You find yourself one day full of hope and energy. The next lost and messed up.

Right now I feel like I'm standing at the gate of a deep, deep cave, yelling out something feeling so sure that it's going to bounce back, but heard nothing.

All my hope was sucked away, simply.

Usually, the higher the expectation, the deeper the wound.

I'm not the type to lose hope, I get mad when things go off track and that helps me keep on fighting.
But sometimes it's just too much. Right now I feel so down, stressed, tired and FRUSTRATED.

Anger and sadness when mixed together result in the most painful tears.
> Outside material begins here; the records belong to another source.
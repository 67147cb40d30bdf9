//! Key representation for input translation
//!
//! A minimal, host-agnostic key event: a [`KeyCode`] plus the modifier keys
//! held while it was pressed. The controller's default key map (see
//! [`crate::controller`]) only distinguishes `ctrl`; `alt`/`shift` are
//! carried so a host can build a richer map on top without redefining the
//! type.

/// Modifier keys held alongside a key press.
#[derive(Debug, Clone, Copy, PartialEq, Eq, Default, Hash)]
pub struct Modifiers {
    pub ctrl: bool,
    pub alt: bool,
    pub shift: bool,
}

impl Modifiers {
    pub const NONE: Modifiers = Modifiers {
        ctrl: false,
        alt: false,
        shift: false,
    };

    #[must_use]
    pub fn ctrl() -> Self {
        Self {
            ctrl: true,
            ..Self::NONE
        }
    }

    /// True if neither `ctrl` nor `alt` is held (the default key map only
    /// cares about these two; `shift` alone never changes its behavior).
    #[must_use]
    pub fn is_plain(&self) -> bool {
        !self.ctrl && !self.alt
    }
}

/// A key code, independent of modifiers.
#[derive(Debug, Clone, Copy, PartialEq, Eq, Hash)]
pub enum KeyCode {
    /// A printable character, or a control character carried verbatim
    /// (e.g. `'\r'`, `'\x7f'`) for hosts that deliver raw bytes.
    Char(char),
    Enter,
    Escape,
    Backspace,
    Delete,
    Left,
    Right,
    Up,
    Down,
    Home,
    End,
    Tab,
}

/// A single key press event.
#[derive(Debug, Clone, Copy, PartialEq, Eq, Hash)]
pub struct Key {
    pub code: KeyCode,
    pub mods: Modifiers,
}

impl Key {
    #[must_use]
    pub fn new(code: KeyCode, mods: Modifiers) -> Self {
        Self { code, mods }
    }

    #[must_use]
    pub fn plain(code: KeyCode) -> Self {
        Self::new(code, Modifiers::NONE)
    }

    #[must_use]
    pub fn ctrl(code: KeyCode) -> Self {
        Self::new(code, Modifiers::ctrl())
    }

    /// Convenience constructor for a plain printable character.
    #[must_use]
    pub fn char(c: char) -> Self {
        Self::plain(KeyCode::Char(c))
    }
}

#[cfg(test)]
#[path = "key_tests.rs"]
mod tests;
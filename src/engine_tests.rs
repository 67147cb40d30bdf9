use super::*;

fn layout_for(state: &BufferState, width: usize) -> VisualLayout {
    layout::compute_layout(&state.lines, state.cursor, width)
}

fn apply_with_width(state: &BufferState, action: Action, width: usize) -> BufferState {
    let layout = layout_for(state, width);
    apply(state, action, &layout)
}

#[test]
fn new_buffer_places_cursor_at_clamped_offset() {
    let s = BufferState::new("hello\nworld", 100);
    assert_eq!(s.cursor, Position::new(1, 5));
    assert_eq!(s.text(), "hello\nworld");
}

#[test]
fn insert_operations_splice_and_advance_cursor() {
    let s = BufferState::new("ac", 1);
    let s2 = apply_with_width(
        &s,
        Action::ApplyOperations(vec![EditOp::Insert("b".to_string())]),
        80,
    );
    assert_eq!(s2.text(), "abc");
    assert_eq!(s2.cursor, Position::new(0, 2));
    assert_eq!(s2.history.undo_len(), 1);
}

#[test]
fn insert_with_embedded_del_byte_splits_into_backspace() {
    let s = BufferState::new("", 0);
    let s2 = apply_with_width(
        &s,
        Action::ApplyOperations(vec![EditOp::Insert("ab\u{7f}c".to_string())]),
        80,
    );
    // "a", "b", <backspace removes 'b'>, "c" => "ac"
    assert_eq!(s2.text(), "ac");
}

#[test]
fn insert_multiline_payload_splits_lines() {
    let s = BufferState::new("ac", 1);
    let s2 = apply_with_width(
        &s,
        Action::ApplyOperations(vec![EditOp::Insert("x\ny".to_string())]),
        80,
    );
    assert_eq!(s2.lines, vec!["ax".to_string(), "yc".to_string()]);
    assert_eq!(s2.cursor, Position::new(1, 1));
}

#[test]
fn backspace_at_origin_is_a_true_noop() {
    let s = BufferState::new("abc", 0);
    let s2 = apply_with_width(&s, Action::ApplyOperations(vec![EditOp::Backspace]), 80);
    assert_eq!(s2.text(), "abc");
    assert_eq!(s2.history.undo_len(), 0);
}

#[test]
fn backspace_merges_lines_at_column_zero() {
    let s = BufferState::new("foo\nbar", 4);
    let s2 = apply_with_width(&s, Action::ApplyOperations(vec![EditOp::Backspace]), 80);
    assert_eq!(s2.text(), "foobar");
    assert_eq!(s2.cursor, Position::new(0, 3));
}

#[test]
fn delete_at_end_of_buffer_is_noop() {
    let s = BufferState::new("abc", 3);
    let s2 = apply_with_width(&s, Action::Delete, 80);
    assert_eq!(s2.text(), "abc");
    assert_eq!(s2.history.undo_len(), 0);
}

#[test]
fn delete_joins_next_line() {
    let s = BufferState::new("foo\nbar", 3);
    let s2 = apply_with_width(&s, Action::Delete, 80);
    assert_eq!(s2.text(), "foobar");
    assert_eq!(s2.cursor, Position::new(0, 3));
}

#[test]
fn delete_word_left_skips_trailing_whitespace_then_a_word() {
    let s = BufferState::new("hello world  ", 13);
    let s2 = apply_with_width(&s, Action::DeleteWordLeft, 80);
    assert_eq!(s2.text(), "hello ");
}

#[test]
fn delete_word_left_on_all_whitespace_prefix_deletes_one_codepoint() {
    let s = BufferState::new("   ", 3);
    let s2 = apply_with_width(&s, Action::DeleteWordLeft, 80);
    assert_eq!(s2.text(), "  ");
}

#[test]
fn delete_word_left_at_column_zero_merges_lines() {
    let s = BufferState::new("foo\nbar", 4);
    let s2 = apply_with_width(&s, Action::DeleteWordLeft, 80);
    assert_eq!(s2.text(), "foobar");
}

#[test]
fn delete_word_right_skips_delimiter_then_word() {
    let s = BufferState::new("  hello world", 0);
    let s2 = apply_with_width(&s, Action::DeleteWordRight, 80);
    assert_eq!(s2.text(), " world");
}

#[test]
fn delete_word_right_at_end_of_non_last_line_joins() {
    let s = BufferState::new("foo\nbar", 3);
    let s2 = apply_with_width(&s, Action::DeleteWordRight, 80);
    assert_eq!(s2.text(), "foobar");
}

#[test]
fn kill_line_right_truncates_to_cursor() {
    let s = BufferState::new("hello world", 5);
    let s2 = apply_with_width(&s, Action::KillLineRight, 80);
    assert_eq!(s2.text(), "hello");
}

#[test]
fn kill_line_right_at_end_of_non_last_line_joins() {
    let s = BufferState::new("foo\nbar", 3);
    let s2 = apply_with_width(&s, Action::KillLineRight, 80);
    assert_eq!(s2.text(), "foobar");
}

#[test]
fn kill_line_left_truncates_from_start() {
    let s = BufferState::new("hello world", 6);
    let s2 = apply_with_width(&s, Action::KillLineLeft, 80);
    assert_eq!(s2.text(), "world");
    assert_eq!(s2.cursor, Position::new(0, 0));
}

#[test]
fn replace_range_rejects_inverted_range() {
    let s = BufferState::new("hello", 0);
    let s2 = apply_with_width(
        &s,
        Action::ReplaceRange {
            start: Position::new(0, 3),
            end: Position::new(0, 1),
            text: "x".to_string(),
        },
        80,
    );
    assert_eq!(s2.text(), "hello");
    assert_eq!(s2.history.undo_len(), 0);
}

#[test]
fn replace_range_rejects_out_of_bounds_column() {
    let s = BufferState::new("hi", 0);
    let s2 = apply_with_width(
        &s,
        Action::ReplaceRange {
            start: Position::new(0, 0),
            end: Position::new(0, 99),
            text: "x".to_string(),
        },
        80,
    );
    assert_eq!(s2.text(), "hi");
}

#[test]
fn replace_range_splices_across_lines() {
    let s = BufferState::new("foo\nbar\nbaz", 0);
    let s2 = apply_with_width(
        &s,
        Action::ReplaceRange {
            start: Position::new(0, 1),
            end: Position::new(2, 2),
            text: "X".to_string(),
        },
        80,
    );
    assert_eq!(s2.text(), "fXz");
    assert_eq!(s2.cursor, Position::new(0, 2));
}

#[test]
fn undo_restores_prior_state_exactly_after_one_mutation() {
    let s = BufferState::new("abc", 3);
    let s2 = apply_with_width(
        &s,
        Action::ApplyOperations(vec![EditOp::Insert("d".to_string())]),
        80,
    );
    let s3 = apply_with_width(&s2, Action::Undo, 80);
    assert_eq!(s3.text(), s.text());
    assert_eq!(s3.cursor, s.cursor);
}

#[test]
fn redo_replays_an_undone_mutation() {
    let s = BufferState::new("abc", 3);
    let s2 = apply_with_width(
        &s,
        Action::ApplyOperations(vec![EditOp::Insert("d".to_string())]),
        80,
    );
    let s3 = apply_with_width(&s2, Action::Undo, 80);
    let s4 = apply_with_width(&s3, Action::Redo, 80);
    assert_eq!(s4.text(), "abcd");
}

#[test]
fn redo_stack_clears_after_a_fresh_mutation() {
    let s = BufferState::new("abc", 3);
    let s2 = apply_with_width(
        &s,
        Action::ApplyOperations(vec![EditOp::Insert("d".to_string())]),
        80,
    );
    let s3 = apply_with_width(&s2, Action::Undo, 80);
    let s4 = apply_with_width(
        &s3,
        Action::ApplyOperations(vec![EditOp::Insert("e".to_string())]),
        80,
    );
    assert_eq!(s4.history.redo_len(), 0);
}

#[test]
fn undo_on_empty_history_is_noop() {
    let s = BufferState::new("abc", 0);
    let s2 = apply_with_width(&s, Action::Undo, 80);
    assert_eq!(s2.text(), "abc");
}

#[test]
fn copy_without_selection_is_noop() {
    let s = BufferState::new("abc", 1);
    let s2 = apply_with_width(&s, Action::Copy, 80);
    assert_eq!(s2.clipboard, None);
}

#[test]
fn start_selection_then_copy_captures_span() {
    let s = BufferState::new("hello world", 0);
    let s = apply_with_width(&s, Action::StartSelection, 80);
    let s = apply_with_width(&s, Action::MoveToOffset(5), 80);
    let s = apply_with_width(&s, Action::Copy, 80);
    assert_eq!(s.clipboard, Some("hello".to_string()));
    // Copy never clears the selection.
    assert!(s.selection_anchor.is_some());
}

#[test]
fn paste_inserts_clipboard_contents() {
    let s = BufferState::new("hello world", 0);
    let s = apply_with_width(&s, Action::StartSelection, 80);
    let s = apply_with_width(&s, Action::MoveToOffset(5), 80);
    let s = apply_with_width(&s, Action::Copy, 80);
    let s = apply_with_width(&s, Action::MoveToOffset(11), 80);
    let s = apply_with_width(&s, Action::Paste, 80);
    assert_eq!(s.text(), "hello worldhello");
}

#[test]
fn paste_with_empty_clipboard_is_noop() {
    let s = BufferState::new("abc", 1);
    let s2 = apply_with_width(&s, Action::Paste, 80);
    assert_eq!(s2.text(), "abc");
    assert_eq!(s2.history.undo_len(), 0);
}

#[test]
fn any_mutating_action_clears_the_selection_anchor() {
    let s = BufferState::new("abc", 1);
    let s = apply_with_width(&s, Action::StartSelection, 80);
    assert!(s.selection_anchor.is_some());
    let s = apply_with_width(
        &s,
        Action::ApplyOperations(vec![EditOp::Insert("x".to_string())]),
        80,
    );
    assert_eq!(s.selection_anchor, None);
}

#[test]
fn move_right_wraps_to_next_visual_row_at_a_soft_break() {
    let s = BufferState::new("hello world", 5);
    let s2 = apply_with_width(&s, Action::Move(MoveDir::Right), 10);
    assert_eq!(s2.cursor, Position::new(0, 6));
}

#[test]
fn move_left_at_buffer_start_is_a_noop() {
    let s = BufferState::new("abc", 0);
    let s2 = apply_with_width(&s, Action::Move(MoveDir::Left), 80);
    assert_eq!(s2.cursor, Position::new(0, 0));
}

#[test]
fn move_up_down_reuses_preferred_column() {
    let s = BufferState::new("hello\nhi\nworld", 4);
    let s = apply_with_width(&s, Action::Move(MoveDir::Down), 80);
    // Row 1 ("hi") is shorter than column 4; clamp, but remember preferred col.
    assert_eq!(s.cursor, Position::new(1, 2));
    let s = apply_with_width(&s, Action::Move(MoveDir::Down), 80);
    // Row 2 ("world") is long enough to restore the original column.
    assert_eq!(s.cursor, Position::new(2, 4));
}

#[test]
fn move_home_and_end_clear_preferred_col() {
    let s = BufferState::new("hello", 2);
    let s = apply_with_width(&s, Action::Move(MoveDir::End), 80);
    assert_eq!(s.cursor, Position::new(0, 5));
    assert_eq!(s.preferred_col, None);
    let s = apply_with_width(&s, Action::Move(MoveDir::Home), 80);
    assert_eq!(s.cursor, Position::new(0, 0));
}

#[test]
fn set_text_with_push_to_undo_false_skips_history() {
    let s = BufferState::new("abc", 0);
    let s2 = apply_with_width(
        &s,
        Action::SetText {
            text: "xyz".to_string(),
            push_to_undo: false,
        },
        80,
    );
    assert_eq!(s2.text(), "xyz");
    assert_eq!(s2.history.undo_len(), 0);
}

#[test]
fn move_to_offset_clamps_past_end() {
    let s = BufferState::new("abc", 0);
    let s2 = apply_with_width(&s, Action::MoveToOffset(999), 80);
    assert_eq!(s2.cursor, Position::new(0, 3));
}
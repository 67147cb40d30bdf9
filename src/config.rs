//! Construction-time configuration and host capability injection
//!
//! Two small structs at the seam between this crate's pure engine and
//! whatever terminal/host embeds it: [`BufferConfig`] carries constructor
//! knobs, [`HostCapabilities`] carries the handful of environment-specific
//! behaviors the controller needs but can't implement itself (raw-mode
//! toggling, path validation for drag-and-drop, change notification).

use crate::history::UNDO_CAPACITY;

/// Constructor-time knobs for a new buffer.
#[derive(Debug, Clone)]
pub struct BufferConfig {
    /// Seed text for the buffer. Defaults to empty.
    pub initial_text: String,
    /// Code-point cursor offset into `initial_text`, clamped to its length.
    pub initial_cursor_offset: usize,
    /// Maximum retained undo snapshots. Defaults to [`UNDO_CAPACITY`].
    pub undo_capacity: usize,
}

impl Default for BufferConfig {
    fn default() -> Self {
        Self {
            initial_text: String::new(),
            initial_cursor_offset: 0,
            undo_capacity: UNDO_CAPACITY,
        }
    }
}

/// Host-supplied capabilities the controller calls into for anything that
/// isn't pure text manipulation. Every field is optional; a host that
/// doesn't implement a capability gets the conservative default behavior
/// documented on each field.
pub struct HostCapabilities {
    /// Whether a dropped/pasted string names a real path on the host's
    /// filesystem. `None` means "never treat pasted text as a path".
    pub is_valid_path: Option<Box<dyn Fn(&str) -> bool + Send + Sync>>,
    /// Undo shell quoting/escaping a host's drag-and-drop delivers around a
    /// path (e.g. a terminal emulator that backslash-escapes spaces).
    /// Identity if absent.
    pub unescape_path: Option<Box<dyn Fn(&str) -> String + Send + Sync>>,
    /// Toggle the host terminal's raw mode. Called around an external
    /// editor round-trip so the child process gets a normal terminal and
    /// the host regains raw mode on return. No-op if absent.
    pub set_raw_mode: Option<Box<dyn Fn(bool) + Send + Sync>>,
    /// Fired once per action that actually changed the buffer's text.
    /// No-op if absent.
    pub on_change: Option<Box<dyn Fn(&str) + Send + Sync>>,
}

impl HostCapabilities {
    /// A capability set with every hook absent: paths are never recognized,
    /// `unescape_path` is identity, raw-mode toggling and change
    /// notification are no-ops.
    #[must_use]
    pub fn none() -> Self {
        Self {
            is_valid_path: None,
            unescape_path: None,
            set_raw_mode: None,
            on_change: None,
        }
    }

    pub(crate) fn is_valid_path(&self, path: &str) -> bool {
        self.is_valid_path.as_ref().is_some_and(|f| f(path))
    }

    pub(crate) fn unescape_path(&self, path: &str) -> String {
        self.unescape_path
            .as_ref()
            .map_or_else(|| path.to_string(), |f| f(path))
    }

    pub(crate) fn set_raw_mode(&self, enabled: bool) {
        if let Some(f) = &self.set_raw_mode {
            f(enabled);
        }
    }

    pub(crate) fn notify_change(&self, text: &str) {
        if let Some(f) = &self.on_change {
            f(text);
        }
    }
}

impl Default for HostCapabilities {
    fn default() -> Self {
        Self::none()
    }
}

impl std::fmt::Debug for HostCapabilities {
    fn fmt(&self, f: &mut std::fmt::Formatter<'_>) -> std::fmt::Result {
        f.debug_struct("HostCapabilities")
            .field("is_valid_path", &self.is_valid_path.is_some())
            .field("unescape_path", &self.unescape_path.is_some())
            .field("set_raw_mode", &self.set_raw_mode.is_some())
            .field("on_change", &self.on_change.is_some())
            .finish()
    }
}

#[cfg(test)]
#[path = "config_tests.rs"]
mod tests;
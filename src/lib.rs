//! An interactive multi-line text buffer for a terminal input field.
//!
//! Logical lines are stored as a flat `Vec<String>`, indexed everywhere by
//! Unicode code point (see [`codepoint`]), never by byte or UTF-16 unit. A
//! pure [`engine`] turns `(state, action)` into the next state, with bounded
//! undo/redo ([`history`]) and a closed action set. A [`layout`] layouter
//! wraps logical lines to a viewport width, East-Asian-wide-aware, and
//! tracks a visual cursor. [`controller`] is the stateful shell a terminal
//! host actually drives: scroll tracking, key translation, drag/paste path
//! inference, and the external-editor round-trip.
//!
//! ```
//! use textbuffer::{BufferConfig, Controller, HostCapabilities, Key};
//!
//! let mut controller = Controller::new(
//!     BufferConfig {
//!         initial_text: "hello".into(),
//!         initial_cursor_offset: 5,
//!         ..Default::default()
//!     },
//!     HostCapabilities::none(),
//!     80,
//!     24,
//! );
//! controller.handle_key(Key::char('!'));
//! assert_eq!(controller.state.text(), "hello!");
//! ```

pub mod codepoint;
pub mod config;
pub mod controller;
pub mod engine;
pub mod error;
pub mod history;
pub mod key;
pub mod layout;
pub mod position;
pub mod wordclass;

pub use config::{BufferConfig, HostCapabilities};
pub use controller::Controller;
pub use engine::{Action, BufferState, EditOp, MoveDir};
pub use error::{ErrorKind, Result, TextBufferError};
pub use history::{History, Snapshot};
pub use key::{Key, KeyCode, Modifiers};
pub use layout::{Chunk, VisualLayout};
pub use position::Position;
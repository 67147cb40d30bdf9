//! Word classification for word-wise deletion
//!
//! `DELETE_WORD_LEFT`/`DELETE_WORD_RIGHT` draw the word/non-word line at a
//! fixed, narrower set than general Unicode word-boundary rules: whitespace
//! and a short list of sentence/clause punctuation are "non-word", and
//! everything else — including most punctuation, symbols, and all
//! alphanumerics — is "word". This intentionally does not reuse a
//! three-way (whitespace/alphanumeric/symbol) classifier: word kill only
//! ever needs a binary split.

/// True if `c` is one of the characters the word-kill operations treat as a
/// separator: whitespace, comma, period, semicolon, bang, question mark.
#[must_use]
pub fn is_non_word(c: char) -> bool {
    c.is_whitespace() || matches!(c, ',' | '.' | ';' | '!' | '?')
}

/// True if `c` is part of a word for word-kill purposes.
#[must_use]
pub fn is_word_char(c: char) -> bool {
    !is_non_word(c)
}

#[cfg(test)]
#[path = "wordclass_tests.rs"]
mod tests;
And it's the first time in a long, long while that I've cried like this.

For some reason, I know that I'd cry today when I get home, so I tried wandering around here and there, eating out, walking slowly, lengthening the time before I get back home.

And somehow I knew that my parents will be the ones to turn on the switch that releases all the madness, all the mess in me. I fucking started crying right after talking to them.

 

They 'helped' me add the last drop of water into the glass already about to pour out.
But the water that was already in the glass came from somewhere else.

...

Life's so unfair. Right now.

And my eyes fucking hurt.

My head fucking hurts.

 

My heart fucking hurts.

(And no this has nothing to do with love or whichever stupid things people might usually emo about).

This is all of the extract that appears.